« Il est temps de partir, mon petit.
— Pourquoi, maman ?
— Le froid arrive et nous ne pouvons pas rester ici.
— Où allons-nous ?
— Vers le sud. »
« Préparez-vous, il nous faut partir !
— Où ça, papa ?
— Je ne sais pas, mais quelque part loin d’ici.
— Pourquoi ?
— Parce que la guerre a commencé. »
« J’ai peur, maman.
— Peur ? Pourquoi ?
— Je suis encore petite. Je ne sais pas si je peux voler aussi loin.
— Je sais que pour toi c’est la première fois, mais nous allons bientôt trouver une volée et on volera tous ensemble. Ne t’inquiète pas, je serai toujours à tes côtés ! »
« Dépêchez-vous ! Nous devons partir ou il sera trop tard.
— Papa, c’est notre maison. Je ne veux pas m’en aller ! Mes amis sont là. Et tout ce que nous avons est là !
— Mais bientôt il n’y aura plus rien. Tu n’as pas entendu les bombes ? Il y a beaucoup de gens qui partent déjà, et beaucoup d’autres nous suivront. Ne t’inquiète pas, je serai toujours avec toi ! »
Mais, à peine le voyage commencé, ils ont dû chercher refuge à cause de la pluie.
Il a plu pendant plusieurs jours, et pendant que les oies sauvages attendaient à l’abri, les humains ont repris leur chemin, les pieds enfoncés dans la boue.

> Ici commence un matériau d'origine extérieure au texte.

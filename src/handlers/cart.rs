use actix_web::{web, HttpResponse};
use serde::{Deserialize, Serialize};
use utoipa::ToSchema;

use crate::application::pricing::{amount_string, compute_breakdown};
use crate::context::AppContext;
use crate::domain::cart::{CartLine, LineItem, PriceBreakdown};
use crate::domain::errors::DomainError;
use crate::errors::AppError;

#[derive(Debug, Deserialize, ToSchema)]
#[serde(rename_all = "camelCase")]
pub struct AddCartItemRequest {
    pub product_id: i64,
    /// External auth id of the cart owner.
    pub auth_id: String,
}

#[derive(Debug, Serialize, ToSchema)]
#[serde(rename_all = "camelCase")]
pub struct CartLineResponse {
    pub id: i64,
    pub product_id: i64,
    pub user_id: i64,
}

impl From<CartLine> for CartLineResponse {
    fn from(line: CartLine) -> Self {
        Self {
            id: line.id,
            product_id: line.product_id,
            user_id: line.user_id,
        }
    }
}

#[derive(Debug, Serialize, ToSchema)]
#[serde(rename_all = "camelCase")]
pub struct LineItemResponse {
    pub product_id: i64,
    pub name: String,
    /// Two-decimal string, e.g. "10.00"
    pub unit_price: String,
    pub quantity: u32,
}

#[derive(Debug, Serialize, ToSchema)]
#[serde(rename_all = "camelCase")]
pub struct BreakdownResponse {
    pub item_total: String,
    pub tax_total: String,
    pub shipping: String,
    pub grand_total: String,
}

#[derive(Debug, Serialize, ToSchema)]
pub struct CartSummaryResponse {
    pub items: Vec<LineItemResponse>,
    pub breakdown: BreakdownResponse,
}

impl From<&LineItem> for LineItemResponse {
    fn from(item: &LineItem) -> Self {
        Self {
            product_id: item.product_id,
            name: item.name.clone(),
            unit_price: amount_string(&item.unit_price),
            quantity: item.quantity,
        }
    }
}

impl From<PriceBreakdown> for BreakdownResponse {
    fn from(b: PriceBreakdown) -> Self {
        Self {
            item_total: amount_string(&b.item_total),
            tax_total: amount_string(&b.tax_total),
            shipping: amount_string(&b.shipping),
            grand_total: amount_string(&b.grand_total),
        }
    }
}

/// POST /cart
///
/// Adds one unit of a product to the cart of the user behind `authId`.
#[utoipa::path(
    post,
    path = "/cart",
    request_body = AddCartItemRequest,
    responses(
        (status = 201, description = "Unit added", body = CartLineResponse),
        (status = 400, description = "Invalid productId or authId"),
        (status = 404, description = "Unknown user"),
    ),
    tag = "cart"
)]
pub async fn add_item(
    ctx: web::Data<AppContext>,
    body: web::Json<AddCartItemRequest>,
) -> Result<HttpResponse, AppError> {
    let line = ctx.carts.add_item(&body.auth_id, body.product_id).await?;
    Ok(HttpResponse::Created().json(CartLineResponse::from(line)))
}

/// GET /cart/user/{auth_id}
#[utoipa::path(
    get,
    path = "/cart/user/{auth_id}",
    params(("auth_id" = String, Path, description = "External auth id")),
    responses(
        (status = 200, description = "Raw cart lines, one per unit", body = [CartLineResponse]),
        (status = 404, description = "Unknown user"),
    ),
    tag = "cart"
)]
pub async fn get_cart(
    ctx: web::Data<AppContext>,
    path: web::Path<String>,
) -> Result<HttpResponse, AppError> {
    let user_id = ctx.carts.resolve_internal_user_id(&path).await?;
    let lines: Vec<CartLineResponse> = ctx
        .carts
        .get_cart_lines(user_id)
        .await?
        .into_iter()
        .map(CartLineResponse::from)
        .collect();
    Ok(HttpResponse::Ok().json(lines))
}

/// GET /cart/user/{auth_id}/summary
///
/// Line items grouped by product plus the price breakdown checkout would
/// charge. An empty cart yields no items and a zero breakdown.
#[utoipa::path(
    get,
    path = "/cart/user/{auth_id}/summary",
    params(("auth_id" = String, Path, description = "External auth id")),
    responses(
        (status = 200, description = "Priced cart", body = CartSummaryResponse),
        (status = 404, description = "Unknown user"),
    ),
    tag = "cart"
)]
pub async fn get_summary(
    ctx: web::Data<AppContext>,
    path: web::Path<String>,
) -> Result<HttpResponse, AppError> {
    let user_id = ctx.carts.resolve_internal_user_id(&path).await?;
    let items = match ctx.carts.line_items(user_id).await {
        Ok(items) => items,
        Err(DomainError::EmptyCart) => Vec::new(),
        Err(e) => return Err(e.into()),
    };

    let breakdown = if items.is_empty() {
        PriceBreakdown::zero()
    } else {
        compute_breakdown(&items)
    };

    Ok(HttpResponse::Ok().json(CartSummaryResponse {
        items: items.iter().map(LineItemResponse::from).collect(),
        breakdown: breakdown.into(),
    }))
}

/// DELETE /cart/{id}
#[utoipa::path(
    delete,
    path = "/cart/{id}",
    params(("id" = i64, Path, description = "Cart line id")),
    responses((status = 204, description = "Line removed")),
    tag = "cart"
)]
pub async fn remove_line(
    ctx: web::Data<AppContext>,
    path: web::Path<i64>,
) -> Result<HttpResponse, AppError> {
    ctx.carts.remove_line(path.into_inner()).await?;
    Ok(HttpResponse::NoContent().finish())
}

/// DELETE /cart/user/{auth_id}/clear
#[utoipa::path(
    delete,
    path = "/cart/user/{auth_id}/clear",
    params(("auth_id" = String, Path, description = "External auth id")),
    responses(
        (status = 204, description = "Cart emptied"),
        (status = 404, description = "Unknown user"),
    ),
    tag = "cart"
)]
pub async fn clear_cart(
    ctx: web::Data<AppContext>,
    path: web::Path<String>,
) -> Result<HttpResponse, AppError> {
    let user_id = ctx.carts.resolve_internal_user_id(&path).await?;
    ctx.carts.clear_cart(user_id).await?;
    Ok(HttpResponse::NoContent().finish())
}
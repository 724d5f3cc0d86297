use actix_web::{web, HttpResponse};
use serde::{Deserialize, Serialize};
use utoipa::{IntoParams, ToSchema};

use crate::application::pricing::amount_string;
use crate::context::AppContext;
use crate::domain::order::{
    CustomerSummary, Invoice, InvoiceDetail, InvoiceDetailView, InvoiceView, SellerOrder,
    SellerOrderView,
};
use crate::errors::AppError;

// ── Request / response DTOs ──────────────────────────────────────────────────

#[derive(Debug, Deserialize, ToSchema)]
pub struct UpdateStatusRequest {
    /// "pendiente" or "listo" (English "pending" / "ready" also accepted).
    #[serde(alias = "estado")]
    pub status: String,
}

#[derive(Debug, Deserialize, IntoParams)]
#[into_params(parameter_in = Query)]
pub struct InvoiceSearchParams {
    /// Fragment of the invoice number, e.g. a provider order id.
    pub search: String,
}

#[derive(Debug, Serialize, ToSchema)]
#[serde(rename_all = "camelCase")]
pub struct InvoiceResponse {
    pub id: i64,
    pub user_id: i64,
    /// Decimal total as a string, e.g. "38.50"
    pub total: String,
    pub invoice_number: String,
    pub issued_at: String,
}

#[derive(Debug, Serialize, ToSchema)]
#[serde(rename_all = "camelCase")]
pub struct InvoiceDetailResponse {
    pub id: i64,
    pub product_id: i64,
    #[serde(skip_serializing_if = "Option::is_none")]
    pub product_name: Option<String>,
    #[serde(skip_serializing_if = "Option::is_none")]
    pub unit_price: Option<String>,
}

#[derive(Debug, Serialize, ToSchema)]
#[serde(rename_all = "camelCase")]
pub struct InvoiceWithDetailsResponse {
    #[serde(flatten)]
    pub invoice: InvoiceResponse,
    pub details: Vec<InvoiceDetailResponse>,
}

#[derive(Debug, Serialize, ToSchema)]
pub struct CustomerResponse {
    pub id: i64,
    pub name: Option<String>,
    pub email: Option<String>,
}

#[derive(Debug, Serialize, ToSchema)]
#[serde(rename_all = "camelCase")]
pub struct SellerOrderResponse {
    pub id: i64,
    pub invoice_id: i64,
    pub status: String,
    pub invoice: Option<InvoiceResponse>,
    pub customer: Option<CustomerResponse>,
    pub details: Vec<InvoiceDetailResponse>,
}

#[derive(Debug, Serialize, ToSchema)]
#[serde(rename_all = "camelCase")]
pub struct SellerOrderStatusResponse {
    pub id: i64,
    pub invoice_id: i64,
    pub status: String,
}

impl From<Invoice> for InvoiceResponse {
    fn from(i: Invoice) -> Self {
        Self {
            id: i.id,
            user_id: i.user_id,
            total: amount_string(&i.total),
            invoice_number: i.invoice_number,
            issued_at: i.issued_at.to_rfc3339(),
        }
    }
}

impl From<InvoiceDetail> for InvoiceDetailResponse {
    fn from(d: InvoiceDetail) -> Self {
        Self {
            id: d.id,
            product_id: d.product_id,
            product_name: None,
            unit_price: None,
        }
    }
}

impl From<InvoiceDetailView> for InvoiceDetailResponse {
    fn from(d: InvoiceDetailView) -> Self {
        Self {
            id: d.id,
            product_id: d.product_id,
            product_name: d.product.as_ref().map(|p| p.name.clone()),
            unit_price: d.product.map(|p| amount_string(&p.price)),
        }
    }
}

impl From<CustomerSummary> for CustomerResponse {
    fn from(c: CustomerSummary) -> Self {
        Self {
            id: c.id,
            name: c.name,
            email: c.email,
        }
    }
}

impl From<SellerOrder> for SellerOrderStatusResponse {
    fn from(o: SellerOrder) -> Self {
        Self {
            id: o.id,
            invoice_id: o.invoice_id,
            status: o.status.to_string(),
        }
    }
}

impl From<SellerOrderView> for SellerOrderResponse {
    fn from(v: SellerOrderView) -> Self {
        Self {
            id: v.order.id,
            invoice_id: v.order.invoice_id,
            status: v.order.status.to_string(),
            invoice: v.invoice.map(InvoiceResponse::from),
            customer: v.customer.map(CustomerResponse::from),
            details: v.details.into_iter().map(InvoiceDetailResponse::from).collect(),
        }
    }
}

impl From<InvoiceView> for InvoiceWithDetailsResponse {
    fn from(v: InvoiceView) -> Self {
        Self {
            invoice: v.invoice.into(),
            details: v.details.into_iter().map(InvoiceDetailResponse::from).collect(),
        }
    }
}

// ── Handlers ─────────────────────────────────────────────────────────────────

/// GET /orders
///
/// Seller-side view: every seller order with its invoice, customer and
/// invoiced units.
#[utoipa::path(
    get,
    path = "/orders",
    responses(
        (status = 200, description = "Seller orders", body = [SellerOrderResponse]),
        (status = 500, description = "Internal server error"),
    ),
    tag = "orders"
)]
pub async fn list_orders(ctx: web::Data<AppContext>) -> Result<HttpResponse, AppError> {
    let orders: Vec<SellerOrderResponse> = ctx
        .orders
        .list_seller_orders()
        .await?
        .into_iter()
        .map(SellerOrderResponse::from)
        .collect();

    Ok(HttpResponse::Ok().json(orders))
}

/// PATCH /orders/{id}/status
#[utoipa::path(
    patch,
    path = "/orders/{id}/status",
    params(("id" = i64, Path, description = "Seller order id")),
    request_body = UpdateStatusRequest,
    responses(
        (status = 200, description = "Status updated", body = SellerOrderStatusResponse),
        (status = 400, description = "Unknown status or invalid id"),
        (status = 404, description = "Seller order not found"),
    ),
    tag = "orders"
)]
pub async fn update_status(
    ctx: web::Data<AppContext>,
    path: web::Path<i64>,
    body: web::Json<UpdateStatusRequest>,
) -> Result<HttpResponse, AppError> {
    let order = ctx
        .orders
        .update_seller_order_status(path.into_inner(), &body.status)
        .await?;

    Ok(HttpResponse::Ok().json(SellerOrderStatusResponse::from(order)))
}

/// GET /orders/invoices/{id}
///
/// Returns the invoice together with one detail row per invoiced unit.
#[utoipa::path(
    get,
    path = "/orders/invoices/{id}",
    params(("id" = i64, Path, description = "Invoice id")),
    responses(
        (status = 200, description = "Invoice found", body = InvoiceWithDetailsResponse),
        (status = 404, description = "Invoice not found"),
    ),
    tag = "orders"
)]
pub async fn get_invoice(
    ctx: web::Data<AppContext>,
    path: web::Path<i64>,
) -> Result<HttpResponse, AppError> {
    let view = ctx.orders.find_invoice(path.into_inner()).await?;
    Ok(HttpResponse::Ok().json(InvoiceWithDetailsResponse::from(view)))
}

/// GET /orders/invoices?search=
#[utoipa::path(
    get,
    path = "/orders/invoices",
    params(InvoiceSearchParams),
    responses(
        (status = 200, description = "Matching invoices", body = [InvoiceResponse]),
        (status = 400, description = "Missing or malformed search term"),
    ),
    tag = "orders"
)]
pub async fn search_invoices(
    ctx: web::Data<AppContext>,
    query: web::Query<InvoiceSearchParams>,
) -> Result<HttpResponse, AppError> {
    let invoices: Vec<InvoiceResponse> = ctx
        .orders
        .search_invoices(&query.search)
        .await?
        .into_iter()
        .map(InvoiceResponse::from)
        .collect();

    Ok(HttpResponse::Ok().json(invoices))
}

Enfin, le soleil est revenu et les oiseaux se sont envolés.
De longues caravanes de réfugiés avançaient dans la même direction.
Certains s’aidaient les uns les autres, d’autres n’arrêtaient pas de protester et de se plaindre, mais la plupart regardaient derrière eux avec tristesse.

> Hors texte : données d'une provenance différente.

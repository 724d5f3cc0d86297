use actix_web::{web, HttpResponse};
use serde::{Deserialize, Serialize};
use utoipa::ToSchema;

use crate::context::AppContext;
use crate::errors::AppError;

// ── Request / response DTOs ──────────────────────────────────────────────────

#[derive(Debug, Deserialize, ToSchema)]
#[serde(rename_all = "camelCase")]
pub struct CreateCheckoutOrderRequest {
    /// Internal numeric user id.
    pub user_id: i64,
}

#[derive(Debug, Serialize, ToSchema)]
#[serde(rename_all = "camelCase")]
pub struct CreateCheckoutOrderResponse {
    /// Payment-provider order id, to be passed back on capture.
    pub order_id: String,
}

#[derive(Debug, Deserialize, ToSchema)]
#[serde(rename_all = "camelCase")]
pub struct CaptureCheckoutOrderRequest {
    pub user_id: i64,
    pub order_id: String,
}

#[derive(Debug, Serialize, ToSchema)]
pub struct CaptureCheckoutOrderResponse {
    #[serde(rename = "facturaId")]
    pub invoice_id: i64,
    #[serde(rename = "numeroFactura")]
    pub invoice_number: String,
    /// Capture response as returned by the payment provider.
    #[serde(rename = "paypalCapture")]
    #[schema(value_type = Object)]
    pub paypal_capture: serde_json::Value,
}

// ── Handlers ─────────────────────────────────────────────────────────────────

/// POST /checkout/orders
///
/// Prices the user's current cart and opens a payment-provider order for it.
/// Nothing is stored locally.
#[utoipa::path(
    post,
    path = "/checkout/orders",
    request_body = CreateCheckoutOrderRequest,
    responses(
        (status = 201, description = "Payment order created", body = CreateCheckoutOrderResponse),
        (status = 400, description = "Missing or invalid userId"),
        (status = 500, description = "Empty cart or payment provider failure"),
    ),
    tag = "checkout"
)]
pub async fn create_order(
    ctx: web::Data<AppContext>,
    body: web::Json<CreateCheckoutOrderRequest>,
) -> Result<HttpResponse, AppError> {
    let created = ctx.checkout.create_order(body.user_id).await?;

    Ok(HttpResponse::Created().json(CreateCheckoutOrderResponse {
        order_id: created.provider_order_id,
    }))
}

/// POST /checkout/capture
///
/// Captures a previously created payment order, then invoices the current cart
/// and clears it.
#[utoipa::path(
    post,
    path = "/checkout/capture",
    request_body = CaptureCheckoutOrderRequest,
    responses(
        (status = 200, description = "Payment captured and invoiced", body = CaptureCheckoutOrderResponse),
        (status = 400, description = "Missing or invalid userId / orderId"),
        (status = 500, description = "Capture failed, or captured but not invoiced"),
    ),
    tag = "checkout"
)]
pub async fn capture_order(
    ctx: web::Data<AppContext>,
    body: web::Json<CaptureCheckoutOrderRequest>,
) -> Result<HttpResponse, AppError> {
    let body = body.into_inner();
    let outcome = ctx
        .checkout
        .capture_order(body.user_id, &body.order_id)
        .await?;

    Ok(HttpResponse::Ok().json(CaptureCheckoutOrderResponse {
        invoice_id: outcome.invoice_id,
        invoice_number: outcome.invoice_number,
        paypal_capture: outcome.capture,
    }))
}
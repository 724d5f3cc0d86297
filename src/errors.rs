use actix_web::http::StatusCode;
use actix_web::HttpResponse;
use thiserror::Error;

use crate::domain::errors::DomainError;

#[derive(Debug, Error)]
pub enum AppError {
    #[error("{0}")]
    BadRequest(String),

    #[error("Not found: {0}")]
    NotFound(String),

    /// Business or upstream failure whose message is safe to show.
    #[error("{0}")]
    Failed(String),

    #[error("Internal error: {0}")]
    Internal(String),
}

impl From<DomainError> for AppError {
    fn from(e: DomainError) -> Self {
        match e {
            DomainError::InvalidArgument(_) | DomainError::InvalidStatus(_) => {
                AppError::BadRequest(e.to_string())
            }
            DomainError::NotFound(what) => AppError::NotFound(what),
            DomainError::EmptyCart
            | DomainError::AmountMismatch { .. }
            | DomainError::GatewayAuth(_)
            | DomainError::GatewayRequest(_)
            | DomainError::GatewayCapture(_) => AppError::Failed(e.to_string()),
            DomainError::Write(_) | DomainError::Store(_) => AppError::Internal(e.to_string()),
        }
    }
}

impl actix_web::ResponseError for AppError {
    fn status_code(&self) -> StatusCode {
        match self {
            AppError::BadRequest(_) => StatusCode::BAD_REQUEST,
            AppError::NotFound(_) => StatusCode::NOT_FOUND,
            AppError::Failed(_) | AppError::Internal(_) => StatusCode::INTERNAL_SERVER_ERROR,
        }
    }

    fn error_response(&self) -> HttpResponse {
        let message = match self {
            AppError::Internal(detail) => {
                log::error!("Internal error: {}", detail);
                "Internal server error".to_string()
            }
            other => other.to_string(),
        };
        HttpResponse::build(self.status_code()).json(serde_json::json!({ "error": message }))
    }
}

Les oies partageaient la nourriture, bien qu’il y ait toujours de petits conflits provoqués par les plus forts, qui exigeaient un morceau de plus.
La famine et la fatigue étaient insupportables… Les chaussures partaient en lambeaux, mais il fallait bien continuer et penser à autre chose. Les gens aimeraient tellement avoir des ailes !
Ils ont trouvé d’autres oiseaux allant dans la même direction et, pendant un certain temps, ils ont volé ensemble. Mais il y avait aussi des ennemis qui profitaient des moments de repos pour les attaquer.
Parfois, des gens venaient à leur rencontre apportant de l’aide : de la nourriture et des vêtements propres, et ils venaient soigner leurs blessures et écrire leurs histoires… Mais d’autres étaient armés et exigeaient de l’argent pour les laisser passer ou les conduire de l’autre côté de la frontière.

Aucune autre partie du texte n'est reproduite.